These are different versions of weighted regression. Some packages offer both versions. Sometime in the future I plan to offer the version that you are referring to.

Charles

Hello Charles,

I’m interested in doing a stepwise regression approach to build a regression model that best predicts Earnings from golfers, but not sure which type of regression to use…ie linear, multiple, ANOVA, etc. I’ll choose 3 indicators as well. Here is some sample data…

Player Earnings Yards/Drive Age Greens in Regulation Putting Average Eagles

Xname 6,683,215 284.1 34 67.3 1.7 3

xname2 6,860,005 290 34 66 1.7 1

There is more data, but just wanted to understand which regression to choose using Real Statistics tool or if any manual excel formulas if the tool can’t do it.

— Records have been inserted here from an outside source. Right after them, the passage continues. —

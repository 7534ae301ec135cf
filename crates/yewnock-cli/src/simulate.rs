use yewnock_core::{Action, GeneratedPuzzle, HostLayout, PuzzleSession};

/// Upper bound on ticks; a solvable machine needs four.
const MAX_TICKS: usize = 16;

/// Play a generated machine by doing exactly what the engine says.
///
/// Returns every action the engine produced, ending with `Confirm` or the
/// first `NoSolution`.
pub fn play(
    puzzle: &GeneratedPuzzle,
    session: &mut PuzzleSession,
    layout: &HostLayout,
) -> Vec<Action> {
    let mut host = puzzle.host(layout);
    let mut actions = Vec::new();

    for _ in 0..MAX_TICKS {
        let action = session.on_tick(&host);
        actions.push(action);

        let Action::Insert { requirement, slot } = action else {
            break;
        };
        let Some(inventory) = host.container.as_mut() else {
            break;
        };
        let Some(disc) = inventory.holds(&requirement) else {
            break;
        };
        inventory.take(disc);
        host.set_slot(slot, disc.0 as i32);
    }

    actions
}
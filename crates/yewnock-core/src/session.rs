//! One puzzle session: a tracker and a solver driven by host callbacks.
//!
//! The host calls `on_event`/`on_varp_changed` as notifications arrive and
//! `on_tick` once per game tick; all of it runs on the host's client thread.

use tracing::info;

use crate::config::{ConfigError, EngineConfig, HostLayout, WidgetRef};
use crate::host::{PuzzleHost, SeedSlot};
use crate::inventory::Inventory;
use crate::solver::{Action, PuzzleSolver};
use crate::tracker::{HostEvent, PuzzleTracker};

#[derive(Debug, Clone)]
pub struct PuzzleSession {
    layout: HostLayout,
    tracker: PuzzleTracker,
    solver: PuzzleSolver,
    last_action: Option<Action>,
}

impl Default for PuzzleSession {
    fn default() -> Self {
        Self::new()
    }
}

impl PuzzleSession {
    pub fn new() -> Self {
        Self {
            layout: HostLayout::default(),
            tracker: PuzzleTracker::new(),
            solver: PuzzleSolver::new(),
            last_action: None,
        }
    }

    pub fn from_config(config: &EngineConfig) -> Result<Self, ConfigError> {
        Ok(Self {
            layout: config.layout.clone(),
            tracker: PuzzleTracker::new(),
            solver: PuzzleSolver::with_table(config.value_table()?),
            last_action: None,
        })
    }

    pub fn layout(&self) -> &HostLayout {
        &self.layout
    }

    pub fn tracker(&self) -> &PuzzleTracker {
        &self.tracker
    }

    pub fn solver(&self) -> &PuzzleSolver {
        &self.solver
    }

    pub fn last_action(&self) -> Option<Action> {
        self.last_action
    }

    /// Highlight target of the most recent action.
    pub fn highlight(&self) -> Option<WidgetRef> {
        self.last_action.and_then(|a| a.highlight(&self.layout))
    }

    pub fn on_event(&mut self, event: HostEvent) -> bool {
        self.tracker.handle(event)
    }

    /// Route a raw varp notification. Varps that are not seeds are ignored;
    /// slot varps are picked up by the next tick.
    pub fn on_varp_changed(&mut self, varp: u32, value: i32) -> bool {
        match SeedSlot::from_varp(&self.layout, varp) {
            Some(seed) => self.tracker.handle(HostEvent::SeedChanged { seed, value }),
            None => false,
        }
    }

    /// Re-sample the host and pick the next action.
    pub fn on_tick(&mut self, host: &impl PuzzleHost) -> Action {
        self.tracker.tick(host);
        // No point snapshotting the container while the machine is closed
        let inventory = if self.tracker.is_observing() {
            host.inventory()
        } else {
            None
        };
        self.evaluate(inventory.as_ref())
    }

    /// Re-run the solver against current tracker state.
    pub fn evaluate(&mut self, inventory: Option<&Inventory>) -> Action {
        let action = self.solver.next_action(&mut self.tracker, inventory);
        if self.last_action != Some(action) {
            info!(?action, "next action");
        }
        self.last_action = Some(action);
        action
    }
}
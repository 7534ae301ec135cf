use serde::{Deserialize, Serialize};

use crate::config::HostLayout;
use crate::disc::{Disc, DiscId, DiscRequirement};
use crate::host::{SeedSlot, VarpHost};
use crate::inventory::Inventory;
use crate::solver::PuzzleSolver;

/// Configuration for puzzle generation
#[derive(Debug, Clone)]
pub struct GeneratorConfig {
    /// Upper bound on random discs added beyond the ones the answer needs
    pub max_extra_discs: usize,
    /// Maximum attempts at drawing solvable seeds before giving up
    pub max_attempts: usize,
}

impl Default for GeneratorConfig {
    fn default() -> Self {
        Self {
            max_extra_discs: 6,
            max_attempts: 1000,
        }
    }
}

/// A machine layout plus a starting inventory that can solve it.
#[derive(Debug, Clone, PartialEq, Eq, Serialize, Deserialize)]
pub struct GeneratedPuzzle {
    pub puzzle1_left: DiscId,
    pub puzzle1_right: DiscId,
    pub puzzle2: DiscId,
    pub inventory: Inventory,
}

impl GeneratedPuzzle {
    /// An open machine showing these seeds, with empty receptacles.
    pub fn host(&self, layout: &HostLayout) -> VarpHost {
        let mut host = VarpHost::new(layout.clone());
        host.visible = true;
        host.set_seed(SeedSlot::Puzzle1Left, self.puzzle1_left.0 as i32);
        host.set_seed(SeedSlot::Puzzle1Right, self.puzzle1_right.0 as i32);
        host.set_seed(SeedSlot::Puzzle2, self.puzzle2.0 as i32);
        host.container = Some(self.inventory.clone());
        host
    }
}

/// Random solvable puzzle generator
pub struct PuzzleGenerator {
    config: GeneratorConfig,
    solver: PuzzleSolver,
    rng: SimpleRng,
}

impl Default for PuzzleGenerator {
    fn default() -> Self {
        Self::new()
    }
}

impl PuzzleGenerator {
    /// Create a new generator with default configuration
    pub fn new() -> Self {
        Self {
            config: GeneratorConfig::default(),
            solver: PuzzleSolver::new(),
            rng: SimpleRng::new(),
        }
    }

    /// Create a generator with a specific seed for reproducibility
    pub fn with_seed(seed: u64) -> Self {
        Self {
            config: GeneratorConfig::default(),
            solver: PuzzleSolver::new(),
            rng: SimpleRng::with_seed(seed),
        }
    }

    pub fn with_config(mut self, config: GeneratorConfig) -> Self {
        self.config = config;
        self
    }

    /// Generate over a custom disc catalogue
    pub fn with_solver(mut self, solver: PuzzleSolver) -> Self {
        self.solver = solver;
        self
    }

    /// Generate a puzzle. `None` only if the catalogue cannot form one.
    pub fn generate(&mut self) -> Option<GeneratedPuzzle> {
        let discs: Vec<Disc> = self.solver.table().discs().to_vec();
        if discs.is_empty() {
            return None;
        }

        for _ in 0..self.config.max_attempts {
            let left = discs[self.rng.next_usize(discs.len())];
            let right = discs[self.rng.next_usize(discs.len())];
            let target1 = left.weight() + right.weight();
            let Some(answer1) = self.solver.table().requirement_for(target1) else {
                continue;
            };

            let seed2 = discs[self.rng.next_usize(discs.len())];
            let candidates = self.solver.pairs().candidates_for_sum(seed2.weight());
            if candidates.is_empty() {
                continue;
            }
            let pair = candidates[self.rng.next_usize(candidates.len())];

            let mut inventory = Inventory::default();
            inventory.add(self.pick(answer1), 1);
            inventory.add(self.pick(pair.upper()), 1);
            inventory.add(self.pick(pair.lower()), 1);

            let extras = self.rng.next_usize(self.config.max_extra_discs + 1);
            for _ in 0..extras {
                let disc = discs[self.rng.next_usize(discs.len())];
                inventory.add(disc.id, 1);
            }

            return Some(GeneratedPuzzle {
                puzzle1_left: left.id,
                puzzle1_right: right.id,
                puzzle2: seed2.id,
                inventory,
            });
        }

        None
    }

    /// Pick one alternative of a requirement
    fn pick(&mut self, requirement: DiscRequirement) -> DiscId {
        let alternatives = requirement.alternatives();
        alternatives[self.rng.next_usize(alternatives.len())]
    }
}

/// Small splitmix64 PRNG, seeded from getrandom so it also works under WASM
struct SimpleRng {
    state: u64,
}

impl SimpleRng {
    fn new() -> Self {
        let mut seed_bytes = [0u8; 8];
        if getrandom::getrandom(&mut seed_bytes).is_err() {
            static COUNTER: std::sync::atomic::AtomicU64 = std::sync::atomic::AtomicU64::new(1);
            let counter = COUNTER.fetch_add(1, std::sync::atomic::Ordering::Relaxed);
            seed_bytes = counter.to_le_bytes();
        }
        Self::with_seed(u64::from_le_bytes(seed_bytes))
    }

    fn with_seed(seed: u64) -> Self {
        Self { state: seed }
    }

    fn next_u64(&mut self) -> u64 {
        self.state = self.state.wrapping_add(0x9E37_79B9_7F4A_7C15);
        let mut z = self.state;
        z = (z ^ (z >> 30)).wrapping_mul(0xBF58_476D_1CE4_E5B9);
        z = (z ^ (z >> 27)).wrapping_mul(0x94D0_49BB_1331_11EB);
        z ^ (z >> 31)
    }

    fn next_usize(&mut self, bound: usize) -> usize {
        (self.next_u64() % bound as u64) as usize
    }
}

#[cfg(test)]
mod tests {
    use super::*;
    use crate::host::FillSlot;
    use crate::session::PuzzleSession;
    use crate::solver::Action;

    /// Follow the engine's instructions until it asks for submit.
    fn play(puzzle: &GeneratedPuzzle) -> Vec<Action> {
        let layout = HostLayout::default();
        let mut host = puzzle.host(&layout);
        let mut session = PuzzleSession::new();
        let mut actions = Vec::new();

        for _ in 0..10 {
            let action = session.on_tick(&host);
            actions.push(action);
            match action {
                Action::Insert { requirement, slot } => {
                    let inventory = host.container.as_mut().unwrap();
                    let disc = inventory.holds(&requirement).unwrap();
                    inventory.take(disc);
                    host.set_slot(slot, disc.0 as i32);
                }
                _ => break,
            }
        }
        actions
    }

    #[test]
    fn test_generated_puzzles_are_solvable() {
        let mut generator = PuzzleGenerator::with_seed(42);
        for _ in 0..50 {
            let puzzle = generator.generate().unwrap();
            let actions = play(&puzzle);
            assert_eq!(actions.last(), Some(&Action::Confirm), "{puzzle:?} -> {actions:?}");
            assert_eq!(actions.len(), 4);
        }
    }

    #[test]
    fn test_seeded_generator_is_reproducible() {
        let a = PuzzleGenerator::with_seed(7).generate();
        let b = PuzzleGenerator::with_seed(7).generate();
        assert_eq!(a, b);
    }

    #[test]
    fn test_no_extras() {
        let config = GeneratorConfig {
            max_extra_discs: 0,
            ..GeneratorConfig::default()
        };
        let mut generator = PuzzleGenerator::with_seed(3).with_config(config);
        let puzzle = generator.generate().unwrap();
        let table = crate::value_table::ValueTable::new();
        assert_eq!(puzzle.inventory.disc_count(&table), 3);
    }

    #[test]
    fn test_host_starts_empty() {
        let puzzle = PuzzleGenerator::with_seed(1).generate().unwrap();
        let host = puzzle.host(&HostLayout::default());
        for &slot in FillSlot::all() {
            assert_eq!(host.varp(slot.varp(&host.layout)), 0);
        }
        assert!(host.visible);
    }
}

Please share your thoughts?

I meant to adjust the format to shorten the fields

Player Earnings Yards/Drive Age Greens in Reg Put Avg Eagles

Xname 6,683,215 284.1 34 67.3 1.7 3

xname2 6,860,005 290 34 66 1.7 1

Jamel,

Although which analysis tool to use depends on your objectives, this does sound like a multiple linear regression problem. See the following webpage for details about how to perform stepwise regression.

Stepwise Regression

Charles

Thank you very much! That confirmed what I was doing by using multiple regression.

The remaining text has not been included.